Premium publishers had their data scraped more than we thought

by · Android Headlines

A major topic in AI is how AI companies gather data to train their models. Companies like The New York Times are suing OpenAI and Microsoft for scraping its content to train ChatGPT. While these companies extract the majority of their data from publicly available sources, it seems that they gather data from more premium publishers than we’d think.

AI companies using pay-walled content to train their models is still in a legal gray area. It’s debated whether this is technically copyright infringement. If the chatbot in question reproduces entire sections of the paid content, then that could be grounds for a lawsuit.
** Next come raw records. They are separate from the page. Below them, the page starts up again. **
use clap::Parser;
use tracing_subscriber::EnvFilter;

fn main() {
    // Logs go to stderr so generated-file listings on stdout stay clean.
    let filter = EnvFilter::try_from_default_env()
        .unwrap_or_else(|_| EnvFilter::new("qrsmith=warn"));
    tracing_subscriber::fmt()
        .with_env_filter(filter)
        .with_writer(std::io::stderr)
        .with_target(false)
        .init();

    let cli = qrsmith::Cli::parse();
    if let Err(err) = qrsmith::run(cli) {
        eprintln!("Error: {err:#}");
        std::process::exit(1);
    }
}
//! Batch generation from CSV and JSON manifests.
//!
//! Each manifest row becomes one export job: content string, output
//! filename, and per-row overrides of the base configuration. Rows are
//! processed sequentially and failures are isolated: a bad row is counted
//! and reported without aborting the rest of the batch.

use std::collections::HashMap;
use std::fs;
use std::path::{Path, PathBuf};

use anyhow::Context;
use thiserror::Error;
use tracing::warn;

use crate::config::GeneratorConfig;
use crate::export::{self, ExportFormat};
use crate::overlay;
use crate::render;
use crate::style::Capabilities;

#[derive(Error, Debug)]
pub enum BatchError {
    #[error("failed to read manifest: {0}")]
    Io(#[from] std::io::Error),

    #[error("invalid CSV manifest: {0}")]
    Csv(#[from] csv::Error),

    #[error("invalid JSON manifest: {0}")]
    Json(#[from] serde_json::Error),

    #[error("manifest must be a .csv or .json file: {0}")]
    UnsupportedManifest(PathBuf),
}

/// Outcome tally for one batch run.
#[derive(Debug, Clone, Copy, Default, PartialEq, Eq)]
pub struct BatchSummary {
    pub total: usize,
    pub succeeded: usize,
    pub failed: usize,
}

impl BatchSummary {
    fn record(&mut self, row: usize, outcome: anyhow::Result<PathBuf>) {
        self.total += 1;
        match outcome {
            Ok(path) => {
                self.succeeded += 1;
                println!("row {row}: generated {}", path.display());
            }
            Err(err) => {
                self.failed += 1;
                println!("row {row}: error: {err:#}");
            }
        }
    }

    pub fn success_rate(&self) -> f64 {
        if self.total == 0 {
            0.0
        } else {
            self.succeeded as f64 / self.total as f64 * 100.0
        }
    }
}

impl std::fmt::Display for BatchSummary {
    fn fmt(&self, f: &mut std::fmt::Formatter<'_>) -> std::fmt::Result {
        write!(f, "{} successful, {} failed", self.succeeded, self.failed)
    }
}

/// Run a batch from `manifest` into `output_dir`, using `base` for every
/// setting a row does not override.
pub fn run(
    manifest: &Path,
    output_dir: &Path,
    base: &GeneratorConfig,
    caps: &Capabilities,
) -> Result<BatchSummary, BatchError> {
    fs::create_dir_all(output_dir)?;
    match manifest
        .extension()
        .and_then(|e| e.to_str())
        .map(|e| e.to_ascii_lowercase())
        .as_deref()
    {
        Some("csv") => run_csv(manifest, output_dir, base, caps),
        Some("json") => run_json(manifest, output_dir, base, caps),
        _ => Err(BatchError::UnsupportedManifest(manifest.to_path_buf())),
    }
}

fn run_csv(
    manifest: &Path,
    output_dir: &Path,
    base: &GeneratorConfig,
    caps: &Capabilities,
) -> Result<BatchSummary, BatchError> {
    let mut reader = csv::Reader::from_path(manifest)?;
    let headers = reader.headers()?.clone();
    let mut summary = BatchSummary::default();

    for (i, record) in reader.records().enumerate() {
        let row_no = i + 1;
        let record = match record {
            Ok(r) => r,
            Err(err) => {
                summary.record(row_no, Err(err.into()));
                continue;
            }
        };
        let row: HashMap<&str, &str> = headers
            .iter()
            .zip(record.iter())
            .filter(|(_, v)| !v.is_empty())
            .collect();

        let content = row
            .get("content")
            .or_else(|| row.get("text"))
            .copied()
            .unwrap_or("")
            .to_string();
        let filename = row
            .get("filename")
            .copied()
            .map(str::to_string)
            .unwrap_or_else(|| format!("qr_{row_no:03}"));

        let cfg = apply_csv_overrides(base.clone(), row_no, &row);
        summary.record(row_no, generate_one(&content, &filename, &cfg, output_dir, caps));
    }
    Ok(summary)
}

fn run_json(
    manifest: &Path,
    output_dir: &Path,
    base: &GeneratorConfig,
    caps: &Capabilities,
) -> Result<BatchSummary, BatchError> {
    let raw = fs::read_to_string(manifest)?;
    let data: serde_json::Value = serde_json::from_str(&raw)?;
    // A single object is a one-entry manifest.
    let entries: Vec<serde_json::Value> = match data {
        serde_json::Value::Array(items) => items,
        object => vec![object],
    };

    let mut summary = BatchSummary::default();
    for (i, entry) in entries.iter().enumerate() {
        let row_no = i + 1;
        let content = entry
            .get("content")
            .or_else(|| entry.get("text"))
            .and_then(|v| v.as_str())
            .unwrap_or("")
            .to_string();
        let filename = entry
            .get("filename")
            .and_then(|v| v.as_str())
            .map(str::to_string)
            .unwrap_or_else(|| format!("qr_{row_no:03}"));

        let cfg = match base.merged_with(entry) {
            Ok(cfg) => cfg,
            Err(err) => {
                summary.record(row_no, Err(anyhow::Error::from(err)));
                continue;
            }
        };
        summary.record(row_no, generate_one(&content, &filename, &cfg, output_dir, caps));
    }
    Ok(summary)
}

/// Apply typed CSV overrides. An unparseable value warns and keeps the
/// base config's value rather than failing the row.
fn apply_csv_overrides(
    mut cfg: GeneratorConfig,
    row_no: usize,
    row: &HashMap<&str, &str>,
) -> GeneratorConfig {
    let parse_u32 = |key: &str, slot: &mut u32| {
        if let Some(value) = row.get(key) {
            match value.parse::<u32>() {
                Ok(v) => *slot = v,
                Err(_) => {
                    warn!(row = row_no, key, value, "invalid number, keeping default");
                    println!("row {row_no}: invalid {key} value '{value}', using default");
                }
            }
        }
    };
    let set_string = |key: &str, slot: &mut String| {
        if let Some(value) = row.get(key) {
            *slot = value.to_string();
        }
    };

    parse_u32("size", &mut cfg.size);
    parse_u32("border", &mut cfg.border);
    parse_u32("image_size", &mut cfg.image_size);
    parse_u32("image_padding", &mut cfg.image_padding);
    set_string("theme", &mut cfg.theme);
    set_string("color_mask", &mut cfg.color_mask);
    set_string("fg_color", &mut cfg.fg_color);
    set_string("bg_color", &mut cfg.bg_color);
    set_string("error_correction", &mut cfg.error_correction);
    set_string("format", &mut cfg.format);
    set_string("image_path", &mut cfg.image_path);
    set_string("image_bg", &mut cfg.image_bg);
    set_string("image_bg_color", &mut cfg.image_bg_color);
    set_string("mask_image_path", &mut cfg.mask_image_path);
    if let Some(value) = row.get("use_image") {
        cfg.use_image = matches!(
            value.to_ascii_lowercase().as_str(),
            "true" | "1" | "yes" | "on"
        );
    }
    cfg
}

/// Render, composite, and export one job. Shared by batch rows and the
/// `generate` subcommand.
pub fn generate_one(
    content: &str,
    filename: &str,
    cfg: &GeneratorConfig,
    output_dir: &Path,
    caps: &Capabilities,
) -> anyhow::Result<PathBuf> {
    anyhow::ensure!(!content.trim().is_empty(), "empty content");

    let style = cfg.style();
    let mut img = render::render(content.trim(), &style).context("render failed")?;
    if let Some(spec) = &style.overlay {
        img = overlay::composite(&img, spec, style.bg);
    }

    let format = ExportFormat::parse(&cfg.format).unwrap_or(ExportFormat::Png);
    let path = output_dir.join(format!("{filename}.{}", format.extension()));
    let actual = export::export_to_file(&img, content.trim(), &style, caps, format, &path)
        .with_context(|| format!("export to {} failed", path.display()))?;
    if actual != format {
        // WEBP fell back to PNG; rename so the extension tells the truth.
        let fixed = output_dir.join(format!("{filename}.{}", actual.extension()));
        fs::rename(&path, &fixed).context("rename after format fallback")?;
        return Ok(fixed);
    }
    Ok(path)
}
This is one reason for the New York Times lawsuit. It’s also why AI companies are looking to cut deals with so many publishers. This is to avoid legal troubles among other reasons. The only issue is that these AI companies were most likely scraping pay-walled data long before the publications knew about it.
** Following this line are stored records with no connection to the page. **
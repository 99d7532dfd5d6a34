//! Generator configuration documents.
//!
//! A flat JSON object using the vocabulary shared by the config files, the
//! CSV manifest columns, and the JSON manifest keys. Loading is
//! forward-tolerant: missing keys take their documented defaults, unknown
//! keys are ignored, and style names saved as display strings ("Rounded
//! Corners", "Solid Fill") translate onto internal keys at resolution
//! time.

use std::fs;
use std::path::Path;

use serde::{Deserialize, Serialize};
use thiserror::Error;

use crate::color::{self, Rgb};
use crate::style::{
    ErrorCorrection, MaskKind, OverlayBackground, OverlaySpec, StyleConfig, Theme,
};

#[derive(Error, Debug)]
pub enum ConfigError {
    #[error("failed to read config file: {0}")]
    Read(#[from] std::io::Error),

    #[error("invalid config JSON: {0}")]
    Parse(#[from] serde_json::Error),
}

/// The persisted configuration document.
#[derive(Debug, Clone, Serialize, Deserialize, PartialEq)]
pub struct GeneratorConfig {
    /// Content kind last used in the interactive flow ("general", "url", …).
    #[serde(default = "defaults::preset")]
    pub preset: String,

    #[serde(default = "defaults::theme")]
    pub theme: String,

    #[serde(default = "defaults::color_mask")]
    pub color_mask: String,

    /// Output side length in pixels.
    #[serde(default = "defaults::size")]
    pub size: u32,

    /// Quiet-zone width in modules.
    #[serde(default = "defaults::border")]
    pub border: u32,

    /// Error correction level letter (L/M/Q/H).
    #[serde(default = "defaults::error_correction")]
    pub error_correction: String,

    #[serde(default = "defaults::fg_color")]
    pub fg_color: String,

    #[serde(default = "defaults::bg_color")]
    pub bg_color: String,

    /// Export format name; also settable per batch row.
    #[serde(default = "defaults::format")]
    pub format: String,

    #[serde(default)]
    pub use_image: bool,

    #[serde(default)]
    pub image_path: String,

    /// Overlay size as a percentage of the QR side.
    #[serde(default = "defaults::image_size")]
    pub image_size: u32,

    /// Overlay matte mode: match, custom, or none.
    #[serde(default = "defaults::image_bg")]
    pub image_bg: String,

    #[serde(default = "defaults::bg_color")]
    pub image_bg_color: String,

    #[serde(default = "defaults::image_padding")]
    pub image_padding: u32,

    #[serde(default)]
    pub mask_image_path: String,

    /// Last content payload, restored by the interactive flow.
    #[serde(default)]
    pub content: String,
}

mod defaults {
    pub fn preset() -> String {
        "general".into()
    }
    pub fn theme() -> String {
        "classic".into()
    }
    pub fn color_mask() -> String {
        "solid".into()
    }
    pub fn size() -> u32 {
        400
    }
    pub fn border() -> u32 {
        4
    }
    pub fn error_correction() -> String {
        "M".into()
    }
    pub fn fg_color() -> String {
        "#000000".into()
    }
    pub fn bg_color() -> String {
        "#FFFFFF".into()
    }
    pub fn format() -> String {
        "PNG".into()
    }
    pub fn image_size() -> u32 {
        20
    }
    pub fn image_bg() -> String {
        "match".into()
    }
    pub fn image_padding() -> u32 {
        10
    }
}

impl Default for GeneratorConfig {
    fn default() -> Self {
        Self {
            preset: defaults::preset(),
            theme: defaults::theme(),
            color_mask: defaults::color_mask(),
            size: defaults::size(),
            border: defaults::border(),
            error_correction: defaults::error_correction(),
            fg_color: defaults::fg_color(),
            bg_color: defaults::bg_color(),
            format: defaults::format(),
            use_image: false,
            image_path: String::new(),
            image_size: defaults::image_size(),
            image_bg: defaults::image_bg(),
            image_bg_color: defaults::bg_color(),
            image_padding: defaults::image_padding(),
            mask_image_path: String::new(),
            content: String::new(),
        }
    }
}

impl GeneratorConfig {
    pub fn load(path: &Path) -> Result<Self, ConfigError> {
        let raw = fs::read_to_string(path)?;
        Ok(serde_json::from_str(&raw)?)
    }

    pub fn save(&self, path: &Path) -> Result<(), ConfigError> {
        fs::write(path, serde_json::to_string_pretty(self)?)?;
        Ok(())
    }

    /// Overlay keys from a JSON manifest entry on top of this config.
    /// Unknown keys are ignored, matching load tolerance.
    pub fn merged_with(&self, entry: &serde_json::Value) -> Result<Self, ConfigError> {
        let mut base = serde_json::to_value(self)?;
        if let (Some(base_map), Some(entry_map)) = (base.as_object_mut(), entry.as_object()) {
            for (key, value) in entry_map {
                base_map.insert(key.clone(), value.clone());
            }
        }
        Ok(serde_json::from_value(base)?)
    }

    /// Resolve the string vocabulary into a [`StyleConfig`]. Invalid colors
    /// normalize to black on white; overlay settings apply only when
    /// `use_image` is set with a non-empty path.
    pub fn style(&self) -> StyleConfig {
        let bg = Rgb::parse_or(&self.bg_color, color::WHITE);
        let overlay = if self.use_image && !self.image_path.trim().is_empty() {
            Some(OverlaySpec {
                path: self.image_path.clone(),
                size_percent: self.image_size,
                background: OverlayBackground::parse(&self.image_bg),
                background_color: Rgb::parse_or(&self.image_bg_color, color::WHITE),
                padding_px: self.image_padding,
            })
        } else {
            None
        };
        StyleConfig {
            theme: Theme::parse(&self.theme),
            mask: MaskKind::parse(&self.color_mask),
            size_px: self.size.max(1),
            border_modules: self.border,
            error_correction: ErrorCorrection::parse(&self.error_correction),
            fg: Rgb::parse_or(&self.fg_color, color::BLACK),
            bg,
            overlay,
            mask_image_path: if self.mask_image_path.trim().is_empty() {
                None
            } else {
                Some(self.mask_image_path.clone())
            },
        }
    }
}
AI companies scrape more data from premium publishers than many think

A new report from Ziff Davis (via Axios) has just shed some light on how much premium content AI companies have scraped. For the report, co-authors George Wukoson and Joey Fortuna analyzed several LLMs and the content used to train them. What they found was that a large amount of the data used to train some of the largest models came from 15 premium publications.

One major example was GPT-2, which was trained by OpenAI. The researchers took an open-source replica of the OpenWebText dataset, which OpenAI used to train the model. They found that about 10% of the information in that dataset came from premium websites. Other datasets used to train older models also used a ton of data from premium sites.
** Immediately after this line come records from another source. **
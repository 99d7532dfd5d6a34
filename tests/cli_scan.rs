use assert_cmd::Command;
use predicates::str::contains;
use tempfile::TempDir;

fn qrsmith() -> Command {
    Command::new(assert_cmd::cargo::cargo_bin!("qrsmith"))
}

fn generated(tmp: &TempDir, content: &str) -> std::path::PathBuf {
    let out = tmp.path().join("code.png");
    qrsmith()
        .args(["generate", content, "--size", "330"])
        .args(["--out", out.to_str().unwrap()])
        .assert()
        .success();
    out
}

#[test]
fn scan_round_trips_generated_code() {
    let tmp = TempDir::new().unwrap();
    let file = generated(&tmp, "https://round.trip/example");
    qrsmith()
        .args(["scan", "--file", file.to_str().unwrap()])
        .assert()
        .success()
        .stdout(contains("QR 1: https://round.trip/example"));
}

#[test]
fn scan_analyze_classifies_wifi() {
    let tmp = TempDir::new().unwrap();
    let file = generated(&tmp, "WIFI:T:WPA;S:CoffeeShop;P:pw123;H:false;");
    qrsmith()
        .args(["scan", "--file", file.to_str().unwrap(), "--analyze"])
        .assert()
        .success()
        .stdout(contains("type: wifi"))
        .stdout(contains("ssid"));
}

#[test]
fn scan_writes_json_report() {
    let tmp = TempDir::new().unwrap();
    let file = generated(&tmp, "tel:+15550100");
    let report = tmp.path().join("report.json");
    qrsmith()
        .args(["scan", "--file", file.to_str().unwrap(), "--analyze"])
        .args(["--output", report.to_str().unwrap()])
        .assert()
        .success()
        .stdout(contains("Report saved"));

    let raw = std::fs::read_to_string(&report).unwrap();
    let parsed: serde_json::Value = serde_json::from_str(&raw).unwrap();
    assert_eq!(parsed[0]["content"], "tel:+15550100");
    assert_eq!(parsed[0]["analysis"]["type"], "phone");
}

#[test]
fn scan_blank_image_reports_nothing_found() {
    let tmp = TempDir::new().unwrap();
    let blank = tmp.path().join("blank.png");
    image::GrayImage::from_pixel(200, 200, image::Luma([255]))
        .save(&blank)
        .unwrap();
    qrsmith()
        .args(["scan", "--file", blank.to_str().unwrap()])
        .assert()
        .success()
        .stdout(contains("No QR codes found"));
}

#[test]
fn scan_missing_file_fails() {
    qrsmith()
        .args(["scan", "--file", "/nonexistent/image.png"])
        .assert()
        .failure()
        .stderr(contains("scan of"));
}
This means that some of the older LLMs (probably models that never powered user-facing chatbots) consisted of a significant amount of information from premium sites. While that’s the case, the report found that some of those older datasets are still being used to train newer models. This means that models could still be using pay-walled material.

So, while several publications have been making deals with AI companies, the AI models powering many of the most powerful chatbots on the market are still using information taken from pay-walled content.